Wherever the listing has a line with the string "Removes", copy that line out.
----
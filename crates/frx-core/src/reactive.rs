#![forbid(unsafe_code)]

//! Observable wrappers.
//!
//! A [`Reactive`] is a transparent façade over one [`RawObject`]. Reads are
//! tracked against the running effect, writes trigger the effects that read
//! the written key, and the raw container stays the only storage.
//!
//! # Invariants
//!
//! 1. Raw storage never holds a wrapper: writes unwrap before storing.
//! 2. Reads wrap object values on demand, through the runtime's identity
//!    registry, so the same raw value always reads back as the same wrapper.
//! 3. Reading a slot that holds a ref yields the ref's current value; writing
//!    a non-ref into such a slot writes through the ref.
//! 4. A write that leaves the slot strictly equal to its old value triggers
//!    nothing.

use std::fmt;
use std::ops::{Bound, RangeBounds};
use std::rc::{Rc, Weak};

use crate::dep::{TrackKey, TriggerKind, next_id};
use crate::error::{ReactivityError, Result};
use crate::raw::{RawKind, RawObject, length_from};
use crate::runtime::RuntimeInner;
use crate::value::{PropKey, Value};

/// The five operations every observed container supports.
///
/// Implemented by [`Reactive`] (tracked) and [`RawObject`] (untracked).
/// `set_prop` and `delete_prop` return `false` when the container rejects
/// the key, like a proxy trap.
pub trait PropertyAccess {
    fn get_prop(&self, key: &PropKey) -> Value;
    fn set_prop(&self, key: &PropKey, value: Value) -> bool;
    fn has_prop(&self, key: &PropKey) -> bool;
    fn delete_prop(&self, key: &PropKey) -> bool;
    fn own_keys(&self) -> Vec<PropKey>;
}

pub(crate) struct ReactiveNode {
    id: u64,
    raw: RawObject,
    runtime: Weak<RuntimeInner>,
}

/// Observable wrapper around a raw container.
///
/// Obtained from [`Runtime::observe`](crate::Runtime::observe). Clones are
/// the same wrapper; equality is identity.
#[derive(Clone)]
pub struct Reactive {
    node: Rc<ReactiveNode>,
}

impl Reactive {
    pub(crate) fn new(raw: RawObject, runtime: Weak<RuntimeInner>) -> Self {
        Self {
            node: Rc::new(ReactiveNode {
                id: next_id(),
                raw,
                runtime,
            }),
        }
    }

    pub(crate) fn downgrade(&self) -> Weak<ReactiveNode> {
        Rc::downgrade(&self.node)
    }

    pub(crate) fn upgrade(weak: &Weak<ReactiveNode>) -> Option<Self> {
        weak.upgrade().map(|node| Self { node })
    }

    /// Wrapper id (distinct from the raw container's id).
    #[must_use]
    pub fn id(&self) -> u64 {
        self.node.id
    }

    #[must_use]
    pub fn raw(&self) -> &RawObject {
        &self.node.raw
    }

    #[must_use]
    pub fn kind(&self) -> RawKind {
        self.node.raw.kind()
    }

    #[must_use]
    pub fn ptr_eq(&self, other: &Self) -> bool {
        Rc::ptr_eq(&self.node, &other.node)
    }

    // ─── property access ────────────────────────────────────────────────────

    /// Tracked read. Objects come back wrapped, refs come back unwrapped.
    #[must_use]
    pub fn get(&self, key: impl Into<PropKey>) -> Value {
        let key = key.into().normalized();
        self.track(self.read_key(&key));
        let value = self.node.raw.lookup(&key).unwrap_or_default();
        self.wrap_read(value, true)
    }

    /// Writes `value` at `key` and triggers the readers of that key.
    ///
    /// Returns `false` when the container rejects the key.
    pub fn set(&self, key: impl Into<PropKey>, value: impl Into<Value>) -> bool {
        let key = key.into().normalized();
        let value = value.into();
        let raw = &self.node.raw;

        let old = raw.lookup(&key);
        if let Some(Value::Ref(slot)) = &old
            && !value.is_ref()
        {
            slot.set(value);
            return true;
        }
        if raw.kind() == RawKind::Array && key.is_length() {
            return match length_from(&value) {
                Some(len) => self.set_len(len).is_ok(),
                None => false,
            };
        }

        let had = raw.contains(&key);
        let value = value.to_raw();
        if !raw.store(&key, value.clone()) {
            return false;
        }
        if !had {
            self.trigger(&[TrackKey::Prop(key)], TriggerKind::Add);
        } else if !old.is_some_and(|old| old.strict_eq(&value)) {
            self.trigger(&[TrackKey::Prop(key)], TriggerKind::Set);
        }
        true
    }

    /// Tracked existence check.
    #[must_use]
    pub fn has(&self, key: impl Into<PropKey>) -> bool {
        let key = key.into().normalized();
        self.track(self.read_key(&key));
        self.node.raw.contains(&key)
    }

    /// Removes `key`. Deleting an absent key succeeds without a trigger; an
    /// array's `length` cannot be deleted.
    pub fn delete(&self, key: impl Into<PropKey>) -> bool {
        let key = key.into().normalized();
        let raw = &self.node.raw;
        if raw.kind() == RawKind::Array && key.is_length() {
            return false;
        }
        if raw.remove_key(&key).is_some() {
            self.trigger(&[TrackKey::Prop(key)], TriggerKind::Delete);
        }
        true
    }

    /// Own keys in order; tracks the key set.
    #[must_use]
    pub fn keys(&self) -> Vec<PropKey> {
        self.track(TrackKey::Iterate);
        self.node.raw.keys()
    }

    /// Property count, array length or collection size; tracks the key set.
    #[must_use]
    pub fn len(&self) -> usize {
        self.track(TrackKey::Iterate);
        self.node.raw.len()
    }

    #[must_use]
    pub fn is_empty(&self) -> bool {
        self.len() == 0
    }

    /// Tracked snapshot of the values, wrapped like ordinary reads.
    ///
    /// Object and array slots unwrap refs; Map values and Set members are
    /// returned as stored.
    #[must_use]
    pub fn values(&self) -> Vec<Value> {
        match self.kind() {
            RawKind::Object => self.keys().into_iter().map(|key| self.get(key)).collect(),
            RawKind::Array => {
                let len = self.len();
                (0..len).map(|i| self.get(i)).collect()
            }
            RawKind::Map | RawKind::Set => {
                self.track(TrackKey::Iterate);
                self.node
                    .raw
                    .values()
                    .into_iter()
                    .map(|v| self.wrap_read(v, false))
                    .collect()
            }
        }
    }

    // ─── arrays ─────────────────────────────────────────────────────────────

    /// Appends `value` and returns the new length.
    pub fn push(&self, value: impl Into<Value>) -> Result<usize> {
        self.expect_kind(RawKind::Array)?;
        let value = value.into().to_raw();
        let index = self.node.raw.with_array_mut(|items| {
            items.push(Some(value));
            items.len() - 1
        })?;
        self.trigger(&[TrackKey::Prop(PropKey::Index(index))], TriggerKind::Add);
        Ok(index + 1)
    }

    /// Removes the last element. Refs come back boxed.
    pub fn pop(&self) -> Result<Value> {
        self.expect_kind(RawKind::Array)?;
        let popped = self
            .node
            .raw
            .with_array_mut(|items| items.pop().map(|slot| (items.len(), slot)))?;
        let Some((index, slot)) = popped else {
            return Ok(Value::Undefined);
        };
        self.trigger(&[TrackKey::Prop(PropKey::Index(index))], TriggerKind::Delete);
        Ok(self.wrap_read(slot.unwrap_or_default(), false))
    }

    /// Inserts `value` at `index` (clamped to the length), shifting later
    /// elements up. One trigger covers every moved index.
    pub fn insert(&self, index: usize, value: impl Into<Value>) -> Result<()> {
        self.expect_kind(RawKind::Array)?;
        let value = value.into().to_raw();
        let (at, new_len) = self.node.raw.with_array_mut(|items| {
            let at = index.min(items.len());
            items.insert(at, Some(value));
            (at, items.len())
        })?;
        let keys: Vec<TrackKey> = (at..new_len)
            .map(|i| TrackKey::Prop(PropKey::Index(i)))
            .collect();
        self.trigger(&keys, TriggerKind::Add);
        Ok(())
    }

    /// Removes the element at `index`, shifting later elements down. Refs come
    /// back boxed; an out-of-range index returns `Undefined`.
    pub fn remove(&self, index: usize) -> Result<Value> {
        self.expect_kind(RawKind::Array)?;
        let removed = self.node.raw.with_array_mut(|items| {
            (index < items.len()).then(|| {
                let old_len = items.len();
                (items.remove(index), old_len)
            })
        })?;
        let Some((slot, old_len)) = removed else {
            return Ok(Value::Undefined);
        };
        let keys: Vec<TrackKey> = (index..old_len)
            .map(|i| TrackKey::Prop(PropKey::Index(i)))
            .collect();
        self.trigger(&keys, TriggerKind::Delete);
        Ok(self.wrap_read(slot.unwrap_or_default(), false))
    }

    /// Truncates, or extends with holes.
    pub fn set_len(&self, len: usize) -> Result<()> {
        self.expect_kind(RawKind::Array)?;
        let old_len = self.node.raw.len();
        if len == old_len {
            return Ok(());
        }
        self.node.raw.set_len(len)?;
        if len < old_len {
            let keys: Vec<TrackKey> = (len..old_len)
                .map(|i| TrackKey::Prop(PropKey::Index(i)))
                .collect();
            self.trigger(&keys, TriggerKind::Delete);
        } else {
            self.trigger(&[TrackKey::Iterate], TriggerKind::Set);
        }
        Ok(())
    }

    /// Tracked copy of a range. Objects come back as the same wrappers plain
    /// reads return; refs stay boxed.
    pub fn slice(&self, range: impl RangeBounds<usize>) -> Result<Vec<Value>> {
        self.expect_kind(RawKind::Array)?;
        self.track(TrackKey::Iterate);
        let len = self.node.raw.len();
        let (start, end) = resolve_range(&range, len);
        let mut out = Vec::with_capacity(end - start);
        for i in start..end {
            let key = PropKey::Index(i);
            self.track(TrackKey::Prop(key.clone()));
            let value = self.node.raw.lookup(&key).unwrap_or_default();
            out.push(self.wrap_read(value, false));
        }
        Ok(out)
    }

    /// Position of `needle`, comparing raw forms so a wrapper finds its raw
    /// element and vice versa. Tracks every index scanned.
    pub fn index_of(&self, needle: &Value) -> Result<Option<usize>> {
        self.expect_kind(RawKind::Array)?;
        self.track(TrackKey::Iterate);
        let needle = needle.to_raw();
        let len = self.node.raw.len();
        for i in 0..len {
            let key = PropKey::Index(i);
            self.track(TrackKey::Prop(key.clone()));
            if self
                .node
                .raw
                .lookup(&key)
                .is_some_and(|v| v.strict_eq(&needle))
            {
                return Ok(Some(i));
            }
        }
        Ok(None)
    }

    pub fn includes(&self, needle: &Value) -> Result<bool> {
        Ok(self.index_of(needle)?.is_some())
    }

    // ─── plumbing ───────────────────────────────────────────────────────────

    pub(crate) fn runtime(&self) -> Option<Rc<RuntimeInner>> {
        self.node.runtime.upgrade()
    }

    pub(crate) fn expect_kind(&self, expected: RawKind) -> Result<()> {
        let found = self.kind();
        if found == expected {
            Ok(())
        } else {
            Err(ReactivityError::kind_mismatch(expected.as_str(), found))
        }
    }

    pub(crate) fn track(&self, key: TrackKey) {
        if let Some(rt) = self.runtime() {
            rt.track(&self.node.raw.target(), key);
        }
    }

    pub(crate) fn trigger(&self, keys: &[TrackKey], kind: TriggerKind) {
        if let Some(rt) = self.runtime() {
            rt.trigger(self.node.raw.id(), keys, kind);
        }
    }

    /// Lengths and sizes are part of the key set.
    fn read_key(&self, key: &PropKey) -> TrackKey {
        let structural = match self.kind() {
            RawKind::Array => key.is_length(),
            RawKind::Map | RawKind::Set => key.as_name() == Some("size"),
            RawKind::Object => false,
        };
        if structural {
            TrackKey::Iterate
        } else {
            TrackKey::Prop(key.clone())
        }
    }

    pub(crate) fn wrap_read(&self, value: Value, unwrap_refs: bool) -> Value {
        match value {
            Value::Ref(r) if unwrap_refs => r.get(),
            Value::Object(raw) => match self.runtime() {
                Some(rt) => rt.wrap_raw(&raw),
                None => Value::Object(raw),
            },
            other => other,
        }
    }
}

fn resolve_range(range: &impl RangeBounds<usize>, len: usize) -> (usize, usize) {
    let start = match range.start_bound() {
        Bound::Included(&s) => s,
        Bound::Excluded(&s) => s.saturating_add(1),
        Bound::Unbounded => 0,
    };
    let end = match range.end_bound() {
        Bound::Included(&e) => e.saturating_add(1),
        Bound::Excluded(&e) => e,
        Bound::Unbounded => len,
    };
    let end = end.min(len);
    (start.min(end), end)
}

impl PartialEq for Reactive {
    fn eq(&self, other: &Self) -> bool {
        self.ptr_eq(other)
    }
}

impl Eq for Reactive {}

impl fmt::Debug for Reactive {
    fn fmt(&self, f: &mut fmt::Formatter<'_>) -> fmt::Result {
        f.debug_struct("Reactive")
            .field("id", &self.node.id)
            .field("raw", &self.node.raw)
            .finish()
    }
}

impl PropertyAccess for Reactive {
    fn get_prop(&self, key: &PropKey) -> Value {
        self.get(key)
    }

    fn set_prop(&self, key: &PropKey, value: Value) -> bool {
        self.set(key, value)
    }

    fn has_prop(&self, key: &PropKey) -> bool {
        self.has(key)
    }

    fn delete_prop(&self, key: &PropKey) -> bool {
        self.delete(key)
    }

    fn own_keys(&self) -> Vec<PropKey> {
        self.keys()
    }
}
----
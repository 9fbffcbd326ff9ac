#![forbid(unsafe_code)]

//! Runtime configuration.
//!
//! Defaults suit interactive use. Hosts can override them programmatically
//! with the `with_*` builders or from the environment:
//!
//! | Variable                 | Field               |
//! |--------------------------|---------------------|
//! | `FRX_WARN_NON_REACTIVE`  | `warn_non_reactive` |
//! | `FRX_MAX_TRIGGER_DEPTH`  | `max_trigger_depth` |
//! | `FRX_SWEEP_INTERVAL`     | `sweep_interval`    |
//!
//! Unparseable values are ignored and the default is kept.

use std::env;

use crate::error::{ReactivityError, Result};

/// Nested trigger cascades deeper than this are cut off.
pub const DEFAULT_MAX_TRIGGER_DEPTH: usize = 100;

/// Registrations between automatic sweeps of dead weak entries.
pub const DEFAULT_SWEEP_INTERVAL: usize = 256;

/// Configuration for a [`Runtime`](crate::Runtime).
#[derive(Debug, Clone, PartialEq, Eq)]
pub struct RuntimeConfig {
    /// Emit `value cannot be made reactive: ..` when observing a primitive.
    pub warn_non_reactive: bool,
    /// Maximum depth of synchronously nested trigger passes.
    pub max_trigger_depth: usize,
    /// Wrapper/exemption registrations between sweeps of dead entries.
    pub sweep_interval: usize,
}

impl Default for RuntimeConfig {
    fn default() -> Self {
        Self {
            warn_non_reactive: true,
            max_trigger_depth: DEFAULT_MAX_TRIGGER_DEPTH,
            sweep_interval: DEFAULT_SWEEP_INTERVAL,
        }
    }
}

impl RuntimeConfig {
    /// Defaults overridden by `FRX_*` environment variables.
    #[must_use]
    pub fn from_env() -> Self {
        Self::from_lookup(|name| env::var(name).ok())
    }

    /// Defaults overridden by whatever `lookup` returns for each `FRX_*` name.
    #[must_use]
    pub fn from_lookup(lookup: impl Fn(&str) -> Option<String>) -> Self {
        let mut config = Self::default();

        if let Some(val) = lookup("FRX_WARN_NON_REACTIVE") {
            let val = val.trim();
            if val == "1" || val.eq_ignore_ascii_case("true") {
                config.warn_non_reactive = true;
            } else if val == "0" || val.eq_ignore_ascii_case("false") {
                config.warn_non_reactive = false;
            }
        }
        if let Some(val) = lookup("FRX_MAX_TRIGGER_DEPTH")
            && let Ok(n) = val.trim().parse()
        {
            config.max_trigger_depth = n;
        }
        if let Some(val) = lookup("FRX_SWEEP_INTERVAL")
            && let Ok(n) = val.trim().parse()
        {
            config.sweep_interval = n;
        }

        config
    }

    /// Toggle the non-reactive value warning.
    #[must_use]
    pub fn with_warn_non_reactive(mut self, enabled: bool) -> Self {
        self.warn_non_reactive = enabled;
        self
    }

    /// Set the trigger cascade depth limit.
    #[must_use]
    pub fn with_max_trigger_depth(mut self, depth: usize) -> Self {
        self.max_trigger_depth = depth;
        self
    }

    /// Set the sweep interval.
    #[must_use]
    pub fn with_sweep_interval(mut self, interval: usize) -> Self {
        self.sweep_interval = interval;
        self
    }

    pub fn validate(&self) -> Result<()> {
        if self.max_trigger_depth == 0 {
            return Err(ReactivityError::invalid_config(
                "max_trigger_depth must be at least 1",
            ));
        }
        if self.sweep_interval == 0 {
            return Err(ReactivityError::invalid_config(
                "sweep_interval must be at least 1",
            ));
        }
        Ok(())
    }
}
----
• RESULT OF THIS EXERCISE
    /// Removes `key`. Deleting an absent key succeeds without a trigger; an
    /// Removes the last element. Refs come back boxed.
    /// Removes the element at `index`, shifting later elements down. Refs come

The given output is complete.